Become the rubbery pliability of the philodendron’s new leaf.

 

 

Letting go here, too.

 

 

(but three flies could consume a horse cadaver as rapidly as a lion could, remember?)

 

 

(at any moment you might get the disease that makes you believe you are dead)

 

 

(every cell in your body is aching now and always)

 

 

Heaviness, lightness, warmth.

 

 

What now?

 

 

A backyard of black umbrellas, all open.

 

 

Thank yourself!

 

 

Come back to the pleasant present, mutter to mumble to murmur.

 

 

And what else?

 

 

You’re solving the problem for yourself.

 

 

Coaching the ghost.

 

 

Cataloging your lifestyle symptoms.

 

 

Say it: A is for autonomy.

 

 

Are You Doomed?

 

 

Myopia and mania and melancholia.

 

 

Yes, You’re Doomed.

 

 

In a moment you will hear the sound of a bell.

Ode to Odor

 

1.

 

That purring thunder unfurled slowlike at dawn. An omen spit it out, as omens tend to do. I

say wow wow wow; you say an incredibly visceral nightmare reminiscent of—

Your ragged breaths scoff at the word replenish. Narrow chasm in the chopped stalk of the

throat. Aren’t you so weary of being told the scent of rain plus pavement is called petrichor? I ask.

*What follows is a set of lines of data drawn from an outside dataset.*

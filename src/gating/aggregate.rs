//! # Verification Status Aggregation
//!
//! Combines per-category results under the lock's global fulfillment mode
//! into a single `can_comment` decision and a progress message.
//!
//! ## Rules
//! - Disabled categories are ignored
//! - A lock without enabled categories lets everyone comment
//! - An enabled category without a result (no address supplied) fails

use serde::Serialize;

use super::address::Address;
use super::category::{CategoryVerification, Fulfillment, RequirementResult};
use super::lock::GatingLock;

/// Per-category state in a status report
#[derive(Debug, Clone, Copy, PartialEq, Eq, Serialize)]
#[serde(rename_all = "snake_case")]
pub enum CategoryState {
    Passed,
    Failed,
    NotConnected,
    Disabled,
}

/// Status of one lock category
#[derive(Debug, Clone, PartialEq, Eq, Serialize)]
pub struct CategoryStatus {
    pub category_type: String,
    pub state: CategoryState,
    #[serde(skip_serializing_if = "Option::is_none")]
    pub address: Option<Address>,
    #[serde(skip_serializing_if = "Option::is_none")]
    pub fulfillment: Option<Fulfillment>,
    pub requirements: Vec<RequirementResult>,
}

/// Aggregated verification status of a lock
#[derive(Debug, Clone, PartialEq, Eq, Serialize)]
pub struct VerificationStatus {
    pub can_comment: bool,
    pub fulfillment: Fulfillment,
    pub categories: Vec<CategoryStatus>,
    pub message: String,
}

impl VerificationStatus {
    /// Status for a post without a lock
    pub fn ungated() -> Self {
        Self {
            can_comment: true,
            fulfillment: Fulfillment::default(),
            categories: Vec::new(),
            message: "No requirements".to_string(),
        }
    }

    /// Types of the categories that passed
    pub fn passed_types(&self) -> Vec<String> {
        self.categories
            .iter()
            .filter(|c| c.state == CategoryState::Passed)
            .map(|c| c.category_type.clone())
            .collect()
    }
}

/// Aggregate category results for `lock`
///
/// Results for categories not in the lock are ignored.
pub fn aggregate(lock: &GatingLock, results: &[CategoryVerification]) -> VerificationStatus {
    if !lock.is_gated() {
        return VerificationStatus {
            fulfillment: lock.fulfillment,
            ..VerificationStatus::ungated()
        };
    }

    let categories: Vec<CategoryStatus> = lock
        .categories
        .iter()
        .map(|category| {
            let result = results
                .iter()
                .find(|r| r.category_type == category.category_type);
            match (category.enabled, result) {
                (false, _) => CategoryStatus {
                    category_type: category.category_type.clone(),
                    state: CategoryState::Disabled,
                    address: None,
                    fulfillment: None,
                    requirements: Vec::new(),
                },
                (true, None) => CategoryStatus {
                    category_type: category.category_type.clone(),
                    state: CategoryState::NotConnected,
                    address: None,
                    fulfillment: None,
                    requirements: Vec::new(),
                },
                (true, Some(result)) => CategoryStatus {
                    category_type: category.category_type.clone(),
                    state: if result.passed {
                        CategoryState::Passed
                    } else {
                        CategoryState::Failed
                    },
                    address: Some(result.address),
                    fulfillment: Some(result.fulfillment),
                    requirements: result.requirements.clone(),
                },
            }
        })
        .collect();

    let enabled: Vec<&CategoryStatus> = categories
        .iter()
        .filter(|c| c.state != CategoryState::Disabled)
        .collect();

    let can_comment = lock
        .fulfillment
        .evaluate(enabled.iter().map(|c| c.state == CategoryState::Passed));

    let message = progress_message(lock.fulfillment, can_comment, &enabled);

    VerificationStatus {
        can_comment,
        fulfillment: lock.fulfillment,
        categories,
        message,
    }
}

fn progress_message(
    fulfillment: Fulfillment,
    can_comment: bool,
    enabled: &[&CategoryStatus],
) -> String {
    let passed: Vec<&str> = enabled
        .iter()
        .filter(|c| c.state == CategoryState::Passed)
        .map(|c| c.category_type.as_str())
        .collect();

    if can_comment {
        return match fulfillment {
            Fulfillment::All => "All requirements met".to_string(),
            Fulfillment::Any => format!("Requirements met via {}", passed.join(", ")),
        };
    }

    let needed = match fulfillment {
        Fulfillment::Any => 1,
        Fulfillment::All => enabled.len(),
    };
    let mut message = format!("{}/{} categories fulfilled", passed.len(), needed);

    let unconnected: Vec<&str> = enabled
        .iter()
        .filter(|c| c.state == CategoryState::NotConnected)
        .map(|c| c.category_type.as_str())
        .collect();
    if !unconnected.is_empty() {
        message.push_str("; connect ");
        message.push_str(&unconnected.join(", "));
    }
    message
}
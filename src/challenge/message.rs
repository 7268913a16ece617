//! Human-readable challenge text signed by the wallet.

use std::fmt;

use chrono::{DateTime, SecondsFormat, Utc};

use crate::gating::{Address, GatingError, GatingResult};

const STATEMENT: &str = " wants you to verify your wallet to join the discussion.";

/// Challenge for one (category, address) claim
#[derive(Debug, Clone, PartialEq, Eq)]
pub struct ChallengeMessage {
    pub domain: String,
    pub address: Address,
    pub category_type: String,
    pub post_id: String,
    pub nonce: String,
    pub issued_at: DateTime<Utc>,
    pub expires_at: DateTime<Utc>,
}

fn timestamp(at: &DateTime<Utc>) -> String {
    at.to_rfc3339_opts(SecondsFormat::Secs, true)
}

fn malformed(reason: &str) -> GatingError {
    GatingError::MalformedMessage(reason.to_string())
}

fn field<'a>(line: Option<&'a str>, key: &str) -> GatingResult<&'a str> {
    line.and_then(|l| l.strip_prefix(key))
        .and_then(|l| l.strip_prefix(": "))
        .ok_or_else(|| malformed(&format!("expected '{}' line", key)))
}

fn parse_time(value: &str) -> GatingResult<DateTime<Utc>> {
    DateTime::parse_from_rfc3339(value)
        .map(|t| t.with_timezone(&Utc))
        .map_err(|e| malformed(&format!("bad timestamp '{}': {}", value, e)))
}

impl ChallengeMessage {
    pub fn render(&self) -> String {
        format!(
            "{}{}\n\nAddress: {}\nCategory: {}\nPost: {}\nNonce: {}\nIssued At: {}\nExpiration Time: {}",
            self.domain,
            STATEMENT,
            self.address.to_checksum(),
            self.category_type,
            self.post_id,
            self.nonce,
            timestamp(&self.issued_at),
            timestamp(&self.expires_at),
        )
    }

    /// Parse text produced by [`render`](Self::render). Anything else is rejected.
    pub fn parse(text: &str) -> GatingResult<Self> {
        let mut lines = text.split('\n');

        let domain = lines
            .next()
            .and_then(|l| l.strip_suffix(STATEMENT))
            .filter(|d| !d.is_empty())
            .ok_or_else(|| malformed("missing statement line"))?;
        if lines.next() != Some("") {
            return Err(malformed("expected blank line after statement"));
        }

        let address: Address = field(lines.next(), "Address")?
            .parse()
            .map_err(|_| malformed("bad address"))?;
        let category_type = field(lines.next(), "Category")?;
        let post_id = field(lines.next(), "Post")?;
        let nonce = field(lines.next(), "Nonce")?;
        let issued_at = parse_time(field(lines.next(), "Issued At")?)?;
        let expires_at = parse_time(field(lines.next(), "Expiration Time")?)?;
        if lines.next().is_some() {
            return Err(malformed("unexpected trailing lines"));
        }

        let message = ChallengeMessage {
            domain: domain.to_string(),
            address,
            category_type: category_type.to_string(),
            post_id: post_id.to_string(),
            nonce: nonce.to_string(),
            issued_at,
            expires_at,
        };
        // checksum casing and timestamp precision must match exactly
        if message.render() != text {
            return Err(malformed("message is not in canonical form"));
        }
        Ok(message)
    }
}

impl fmt::Display for ChallengeMessage {
    fn fmt(&self, f: &mut fmt::Formatter<'_>) -> fmt::Result {
        f.write_str(&self.render())
    }
}

#[cfg(test)]
mod tests {
    use super::*;
    use chrono::TimeZone;

    fn sample() -> ChallengeMessage {
        ChallengeMessage {
            domain: "forum.example".to_string(),
            address: "0x5aAeb6053F3E94C9b9A09f33669435E7Ef1BeAed".parse().unwrap(),
            category_type: "ethereum_profile".to_string(),
            post_id: "post-42".to_string(),
            nonce: "abc123".to_string(),
            issued_at: Utc.with_ymd_and_hms(2024, 5, 1, 12, 0, 0).unwrap(),
            expires_at: Utc.with_ymd_and_hms(2024, 5, 1, 12, 5, 0).unwrap(),
        }
    }

    #[test]
    fn test_render_layout() {
        let text = sample().render();
        assert_eq!(
            text,
            "forum.example wants you to verify your wallet to join the discussion.\n\n\
             Address: 0x5aAeb6053F3E94C9b9A09f33669435E7Ef1BeAed\n\
             Category: ethereum_profile\n\
             Post: post-42\n\
             Nonce: abc123\n\
             Issued At: 2024-05-01T12:00:00Z\n\
             Expiration Time: 2024-05-01T12:05:00Z"
        );
    }

    #[test]
    fn test_parse_rendered_text() {
        let message = sample();
        assert_eq!(ChallengeMessage::parse(&message.render()).unwrap(), message);
    }

    #[test]
    fn test_parse_rejects_variations() {
        let text = sample().render();
        let lowercase = text.replace(
            "0x5aAeb6053F3E94C9b9A09f33669435E7Ef1BeAed",
            "0x5aaeb6053f3e94c9b9a09f33669435e7ef1beaed",
        );
        assert!(ChallengeMessage::parse(&lowercase).is_err());
        assert!(ChallengeMessage::parse(&format!("{}\nExtra: 1", text)).is_err());
        assert!(ChallengeMessage::parse(&text.replace("Nonce", "Nonse")).is_err());
        assert!(ChallengeMessage::parse("").is_err());
    }
}
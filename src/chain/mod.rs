//! # Chain Access
//!
//! Reads the on-chain and social-graph state that gating requirements are
//! evaluated against.
//!
//! - **abi** / **ens**: call encoding and ENS name hashing
//! - **rpc**: JSON-RPC transport
//! - **efp**: Ethereum Follow Protocol HTTP client
//! - **evm**: [`ChainReader`] over JSON-RPC
//! - **mock**: in-memory [`ChainReader`]
//! - **collector**: executes a snapshot plan against a reader

pub mod abi;
pub mod collector;
pub mod efp;
pub mod ens;
pub mod evm;
pub mod mock;
pub mod rpc;

use std::fmt;

use async_trait::async_trait;
use serde::{Deserialize, Serialize};
use thiserror::Error;

use crate::gating::{Address, Amount, TokenId};

pub use collector::SnapshotCollector;
pub use evm::{EvmChainReader, FollowerSource};
pub use mock::{MockAccount, MockChainReader, MockChainState};
pub use rpc::JsonRpcClient;

/// Result type for chain reads
pub type ChainResult<T> = Result<T, ChainError>;

/// Chain read failures
#[derive(Debug, Clone, Error)]
pub enum ChainError {
    /// Network or HTTP failure
    #[error("transport error: {0}")]
    Transport(String),

    /// Upstream answered with a non-success HTTP status
    #[error("upstream returned HTTP {0}")]
    Http(u16),

    /// JSON-RPC error object
    #[error("rpc error {code}: {message}")]
    Rpc { code: i64, message: String },

    /// Response could not be decoded
    #[error("decode error: {0}")]
    Decode(String),

    /// Request exceeded the configured timeout
    #[error("request timed out")]
    Timeout,

    /// Operation has no meaning on this chain or is not configured
    #[error("{operation} is not supported on {chain}")]
    Unsupported { chain: Chain, operation: &'static str },
}

impl ChainError {
    /// Whether the error is an EVM execution revert
    pub fn is_revert(&self) -> bool {
        match self {
            ChainError::Rpc { code, message } => {
                *code == 3 || message.to_lowercase().contains("revert")
            }
            _ => false,
        }
    }
}

impl From<reqwest::Error> for ChainError {
    fn from(err: reqwest::Error) -> Self {
        if err.is_timeout() {
            ChainError::Timeout
        } else if let Some(status) = err.status() {
            ChainError::Http(status.as_u16())
        } else if err.is_decode() {
            ChainError::Decode(err.to_string())
        } else {
            ChainError::Transport(err.to_string())
        }
    }
}

/// Supported chains
#[derive(Debug, Clone, Copy, PartialEq, Eq, PartialOrd, Ord, Hash, Serialize, Deserialize)]
#[serde(rename_all = "lowercase")]
pub enum Chain {
    Ethereum,
    Lukso,
}

impl Chain {
    pub fn chain_id(&self) -> u64 {
        match self {
            Chain::Ethereum => 1,
            Chain::Lukso => 42,
        }
    }

    pub fn as_str(&self) -> &'static str {
        match self {
            Chain::Ethereum => "ethereum",
            Chain::Lukso => "lukso",
        }
    }

    pub fn native_symbol(&self) -> &'static str {
        match self {
            Chain::Ethereum => "ETH",
            Chain::Lukso => "LYX",
        }
    }
}

impl fmt::Display for Chain {
    fn fmt(&self, f: &mut fmt::Formatter<'_>) -> fmt::Result {
        f.write_str(self.as_str())
    }
}

/// Typed reads against one chain and its social graph
#[async_trait]
pub trait ChainReader: Send + Sync {
    fn chain(&self) -> Chain;

    async fn native_balance(&self, account: Address) -> ChainResult<Amount>;

    /// ERC-20 / LSP7 `balanceOf(address)`
    async fn fungible_balance(&self, contract: Address, account: Address) -> ChainResult<Amount>;

    /// ERC-721 / LSP8 `balanceOf(address)`
    async fn nft_count(&self, contract: Address, account: Address) -> ChainResult<Amount>;

    /// Owner of a specific token; `None` if it does not exist
    async fn nft_owner(&self, contract: Address, token_id: TokenId)
        -> ChainResult<Option<Address>>;

    /// ERC-1155 `balanceOf(address,uint256)`
    async fn multi_token_balance(
        &self,
        contract: Address,
        account: Address,
        token_id: TokenId,
    ) -> ChainResult<Amount>;

    /// Forward resolution of a name
    async fn resolve_name(&self, name: &str) -> ChainResult<Option<Address>>;

    /// Reverse record of an account, confirmed by forward resolution
    async fn primary_name(&self, account: Address) -> ChainResult<Option<String>>;

    async fn follower_count(&self, account: Address) -> ChainResult<u64>;

    async fn is_following(&self, follower: Address, followee: Address) -> ChainResult<bool>;

    /// ERC-1271 `isValidSignature` on a contract account
    async fn is_valid_signature(
        &self,
        contract: Address,
        hash: [u8; 32],
        signature: &[u8],
    ) -> ChainResult<bool>;
}

#[cfg(test)]
mod tests {
    use super::*;

    #[test]
    fn test_revert_detection() {
        let revert = ChainError::Rpc {
            code: -32000,
            message: "execution reverted: ERC721: invalid token ID".to_string(),
        };
        assert!(revert.is_revert());
        assert!(ChainError::Rpc { code: 3, message: String::new() }.is_revert());
        assert!(!ChainError::Timeout.is_revert());
    }

    #[test]
    fn test_chain_ids() {
        assert_eq!(Chain::Ethereum.chain_id(), 1);
        assert_eq!(Chain::Lukso.chain_id(), 42);
        assert_eq!(Chain::Lukso.to_string(), "lukso");
    }
}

But you’ve never heard the term in your life.

 

2.

 

In a sense, smell haunts you most convincingly. The new perfume is grandmother’s walk-in

closet. Threads of mothball cardigans stretching knowingly into the future.

 

3.

 

Artisan candlemakers are busy brewing their molten memory vats of tobacco-and-old-records

scent, a trigger for the painfully twee. Though watch how I slouch toward cedar and

moonlight candles. Yes poets the moon smells like a late wet tire swing. Too real—give me

birthday-cake pungency that smells like no true earthly thing.

 

4.

 

We’ve arrived at the future. We can send digital smells to our friends. The first one they sent

was of a champagne and passion fruit macaron. From across town I beam you a memory

rigged to rile. Essence of black shattered chestnuts scattered in the alley after heavy rain. In

response you send me a recording of thundersound like the tearing off of a moving-box flap.

I can only guess you misconstrued some or all of our exchange.

 

5.

 

Still, when you’re around, the cruel spoors gather, are sucked past the event horizons of my

nostrils. Dark brain looping hues, grasses, spools, juices, recipes to woo.

 

6.

 

Let me penetrate your thermal boundary layer. That convection of heat and scent that climbs

hand over hand up your body. Smell blooms: plume of soft light all around. Dead-skin rafts,

touting their own vapor spheres, float from your limbs like paper lanterns. Carrying some

sort of wish—if only you’re not set aflame—for absorption, settling, bond.

biography

Writer Kristen Steenbeeke author photo

KRISTEN STEENBEEKE is an MFA candidate in poetry at the Iowa Writers’ Workshop, where she received the Rona Jaffe Foundation Fellowship. She was the winner of the 2017 Indiana Review Poetry Prize, judged by Ross Gay, and has been published in Pleiades, Tin House blog, McSweeney’s Internet Tendency, Poetry Northwest, and other places. She was recently a finalist in Mid-American Review’s Fineline Competition and Third Coast’s Poetry Prize. She still calls Seattle home.